PROBLEM TO SOLVE » If a line of the data contains the word "expiry", it is counted; report how many such lines there are and nothing else.

INPUT FOR THIS TASK »
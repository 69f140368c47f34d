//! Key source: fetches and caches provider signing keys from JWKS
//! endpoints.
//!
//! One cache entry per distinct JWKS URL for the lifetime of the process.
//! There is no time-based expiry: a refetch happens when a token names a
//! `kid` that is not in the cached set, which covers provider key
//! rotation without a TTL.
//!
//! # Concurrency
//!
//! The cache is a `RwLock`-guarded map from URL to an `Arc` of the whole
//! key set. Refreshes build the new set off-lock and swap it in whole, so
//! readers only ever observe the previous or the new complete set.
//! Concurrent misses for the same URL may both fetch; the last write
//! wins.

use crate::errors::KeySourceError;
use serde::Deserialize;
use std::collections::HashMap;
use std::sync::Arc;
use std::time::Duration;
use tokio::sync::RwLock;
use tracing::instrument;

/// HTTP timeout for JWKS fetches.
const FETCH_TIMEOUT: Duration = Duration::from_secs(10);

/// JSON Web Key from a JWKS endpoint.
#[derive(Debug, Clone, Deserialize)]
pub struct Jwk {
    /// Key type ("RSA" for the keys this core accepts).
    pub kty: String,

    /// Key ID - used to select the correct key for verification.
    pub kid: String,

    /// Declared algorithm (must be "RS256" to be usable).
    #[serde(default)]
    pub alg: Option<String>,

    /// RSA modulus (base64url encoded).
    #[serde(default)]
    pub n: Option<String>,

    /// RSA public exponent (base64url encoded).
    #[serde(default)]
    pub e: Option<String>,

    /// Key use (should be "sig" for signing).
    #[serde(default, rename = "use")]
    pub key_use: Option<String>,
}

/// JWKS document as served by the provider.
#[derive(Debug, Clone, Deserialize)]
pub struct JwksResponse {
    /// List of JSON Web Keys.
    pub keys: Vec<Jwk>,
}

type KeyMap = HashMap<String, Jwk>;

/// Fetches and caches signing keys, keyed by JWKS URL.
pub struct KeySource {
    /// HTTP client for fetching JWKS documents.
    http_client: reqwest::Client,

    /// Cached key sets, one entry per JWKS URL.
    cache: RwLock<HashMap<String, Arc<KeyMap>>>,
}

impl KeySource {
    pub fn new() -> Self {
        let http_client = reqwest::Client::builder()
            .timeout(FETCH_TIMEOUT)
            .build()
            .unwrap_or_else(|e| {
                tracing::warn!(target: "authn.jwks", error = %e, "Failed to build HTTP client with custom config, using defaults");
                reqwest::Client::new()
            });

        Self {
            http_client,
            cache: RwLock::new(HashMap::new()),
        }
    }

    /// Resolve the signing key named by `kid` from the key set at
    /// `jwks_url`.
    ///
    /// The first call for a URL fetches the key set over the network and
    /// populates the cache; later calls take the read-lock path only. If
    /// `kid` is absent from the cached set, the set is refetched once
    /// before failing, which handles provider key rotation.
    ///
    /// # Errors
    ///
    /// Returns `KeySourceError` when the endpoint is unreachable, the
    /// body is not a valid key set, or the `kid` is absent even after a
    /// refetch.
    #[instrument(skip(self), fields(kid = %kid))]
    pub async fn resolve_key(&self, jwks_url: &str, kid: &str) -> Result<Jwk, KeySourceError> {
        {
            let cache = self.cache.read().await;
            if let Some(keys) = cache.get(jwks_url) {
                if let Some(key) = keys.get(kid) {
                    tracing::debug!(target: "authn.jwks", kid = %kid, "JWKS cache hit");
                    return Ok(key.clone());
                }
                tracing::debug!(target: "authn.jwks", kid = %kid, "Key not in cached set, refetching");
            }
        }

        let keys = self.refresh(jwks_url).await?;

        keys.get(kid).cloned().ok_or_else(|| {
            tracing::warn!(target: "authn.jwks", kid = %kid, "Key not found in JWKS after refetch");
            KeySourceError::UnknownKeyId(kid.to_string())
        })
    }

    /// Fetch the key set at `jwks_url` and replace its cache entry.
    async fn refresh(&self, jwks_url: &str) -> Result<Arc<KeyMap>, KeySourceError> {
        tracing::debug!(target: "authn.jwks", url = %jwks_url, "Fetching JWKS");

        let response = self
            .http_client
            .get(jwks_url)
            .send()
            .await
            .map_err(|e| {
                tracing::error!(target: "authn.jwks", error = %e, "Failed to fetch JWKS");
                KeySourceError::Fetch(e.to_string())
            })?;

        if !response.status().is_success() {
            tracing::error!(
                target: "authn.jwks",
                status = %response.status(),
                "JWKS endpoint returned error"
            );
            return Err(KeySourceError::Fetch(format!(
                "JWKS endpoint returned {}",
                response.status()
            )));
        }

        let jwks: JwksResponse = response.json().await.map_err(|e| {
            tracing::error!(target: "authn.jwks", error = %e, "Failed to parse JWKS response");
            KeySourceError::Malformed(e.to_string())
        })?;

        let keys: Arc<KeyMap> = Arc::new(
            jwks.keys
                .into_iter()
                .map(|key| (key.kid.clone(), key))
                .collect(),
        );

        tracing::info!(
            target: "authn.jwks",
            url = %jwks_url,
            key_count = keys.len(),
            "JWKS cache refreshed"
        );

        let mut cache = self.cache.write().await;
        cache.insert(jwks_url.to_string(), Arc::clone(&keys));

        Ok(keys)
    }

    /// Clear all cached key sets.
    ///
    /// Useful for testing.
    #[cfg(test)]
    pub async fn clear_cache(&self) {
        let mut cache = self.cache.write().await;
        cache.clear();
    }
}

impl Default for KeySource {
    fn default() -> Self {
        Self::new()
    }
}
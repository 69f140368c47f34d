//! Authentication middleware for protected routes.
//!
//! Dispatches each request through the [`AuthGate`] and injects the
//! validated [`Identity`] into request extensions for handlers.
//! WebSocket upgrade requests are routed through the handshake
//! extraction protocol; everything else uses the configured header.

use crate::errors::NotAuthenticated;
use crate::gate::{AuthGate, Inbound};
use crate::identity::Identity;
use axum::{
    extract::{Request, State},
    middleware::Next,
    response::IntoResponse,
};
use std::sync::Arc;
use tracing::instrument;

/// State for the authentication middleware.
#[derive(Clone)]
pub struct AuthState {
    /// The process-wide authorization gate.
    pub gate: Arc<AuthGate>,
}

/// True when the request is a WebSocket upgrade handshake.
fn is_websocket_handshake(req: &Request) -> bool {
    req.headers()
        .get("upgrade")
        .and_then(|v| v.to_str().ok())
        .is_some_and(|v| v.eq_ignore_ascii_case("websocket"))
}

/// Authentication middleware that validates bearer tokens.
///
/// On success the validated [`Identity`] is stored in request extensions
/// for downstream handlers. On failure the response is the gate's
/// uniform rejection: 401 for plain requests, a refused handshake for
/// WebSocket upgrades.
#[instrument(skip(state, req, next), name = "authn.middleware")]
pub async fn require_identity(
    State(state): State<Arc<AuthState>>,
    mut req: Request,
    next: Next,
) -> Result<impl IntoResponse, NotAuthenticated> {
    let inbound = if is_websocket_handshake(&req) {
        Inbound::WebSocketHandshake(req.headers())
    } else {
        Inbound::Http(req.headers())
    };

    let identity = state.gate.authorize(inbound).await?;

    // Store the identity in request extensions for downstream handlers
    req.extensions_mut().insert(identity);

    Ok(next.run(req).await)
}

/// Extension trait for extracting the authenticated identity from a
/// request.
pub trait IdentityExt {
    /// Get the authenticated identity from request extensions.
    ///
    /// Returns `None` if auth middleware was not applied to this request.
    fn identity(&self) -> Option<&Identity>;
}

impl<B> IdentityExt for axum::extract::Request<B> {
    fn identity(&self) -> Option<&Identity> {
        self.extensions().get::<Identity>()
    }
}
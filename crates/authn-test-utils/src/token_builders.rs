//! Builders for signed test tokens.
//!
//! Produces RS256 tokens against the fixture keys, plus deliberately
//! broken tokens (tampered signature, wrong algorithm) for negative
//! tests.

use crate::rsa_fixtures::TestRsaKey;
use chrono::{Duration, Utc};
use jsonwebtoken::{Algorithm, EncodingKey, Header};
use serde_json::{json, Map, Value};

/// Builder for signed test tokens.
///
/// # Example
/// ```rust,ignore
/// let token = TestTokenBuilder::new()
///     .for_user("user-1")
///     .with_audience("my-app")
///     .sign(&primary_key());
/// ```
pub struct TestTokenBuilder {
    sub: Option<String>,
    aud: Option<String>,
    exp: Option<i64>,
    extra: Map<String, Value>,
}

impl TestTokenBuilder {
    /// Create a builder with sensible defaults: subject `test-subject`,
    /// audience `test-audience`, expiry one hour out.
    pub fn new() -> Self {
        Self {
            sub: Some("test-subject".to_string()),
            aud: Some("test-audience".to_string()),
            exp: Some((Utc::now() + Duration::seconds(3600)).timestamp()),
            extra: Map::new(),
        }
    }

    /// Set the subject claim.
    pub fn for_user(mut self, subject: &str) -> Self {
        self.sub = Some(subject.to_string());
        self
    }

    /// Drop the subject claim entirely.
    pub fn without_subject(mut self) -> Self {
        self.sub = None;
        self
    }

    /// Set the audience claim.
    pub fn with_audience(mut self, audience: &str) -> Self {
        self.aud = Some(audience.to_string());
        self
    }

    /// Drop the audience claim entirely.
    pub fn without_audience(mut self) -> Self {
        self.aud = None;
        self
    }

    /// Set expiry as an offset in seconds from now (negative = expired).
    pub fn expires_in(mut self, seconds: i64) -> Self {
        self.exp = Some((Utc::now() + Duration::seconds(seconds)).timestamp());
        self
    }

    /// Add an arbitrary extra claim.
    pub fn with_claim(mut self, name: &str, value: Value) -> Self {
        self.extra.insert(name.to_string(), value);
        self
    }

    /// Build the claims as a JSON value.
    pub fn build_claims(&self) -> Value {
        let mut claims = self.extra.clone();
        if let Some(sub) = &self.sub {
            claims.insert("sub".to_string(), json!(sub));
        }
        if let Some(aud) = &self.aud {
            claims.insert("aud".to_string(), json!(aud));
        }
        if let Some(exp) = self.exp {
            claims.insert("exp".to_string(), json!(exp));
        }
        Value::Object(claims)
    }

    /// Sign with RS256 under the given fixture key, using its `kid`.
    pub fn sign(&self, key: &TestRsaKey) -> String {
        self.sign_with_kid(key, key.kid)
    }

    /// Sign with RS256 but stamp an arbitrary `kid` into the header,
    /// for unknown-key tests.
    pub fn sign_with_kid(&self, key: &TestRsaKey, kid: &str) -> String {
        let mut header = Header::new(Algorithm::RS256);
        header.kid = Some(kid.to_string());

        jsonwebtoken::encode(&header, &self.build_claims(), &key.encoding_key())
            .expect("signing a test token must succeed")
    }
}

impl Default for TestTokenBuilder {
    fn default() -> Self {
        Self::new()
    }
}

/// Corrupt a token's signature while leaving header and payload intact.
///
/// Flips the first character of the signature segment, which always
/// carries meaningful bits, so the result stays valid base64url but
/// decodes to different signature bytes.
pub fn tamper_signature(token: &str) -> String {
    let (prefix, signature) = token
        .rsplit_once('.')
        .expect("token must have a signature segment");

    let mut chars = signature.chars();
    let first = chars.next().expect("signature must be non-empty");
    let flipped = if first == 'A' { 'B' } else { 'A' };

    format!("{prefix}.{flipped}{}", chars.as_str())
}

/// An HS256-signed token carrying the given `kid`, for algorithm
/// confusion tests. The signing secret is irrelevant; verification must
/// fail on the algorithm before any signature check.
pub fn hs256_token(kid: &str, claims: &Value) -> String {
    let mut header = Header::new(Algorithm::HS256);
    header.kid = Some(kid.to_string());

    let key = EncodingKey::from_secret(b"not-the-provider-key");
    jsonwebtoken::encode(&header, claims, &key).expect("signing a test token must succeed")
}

ANSWER AREA » 3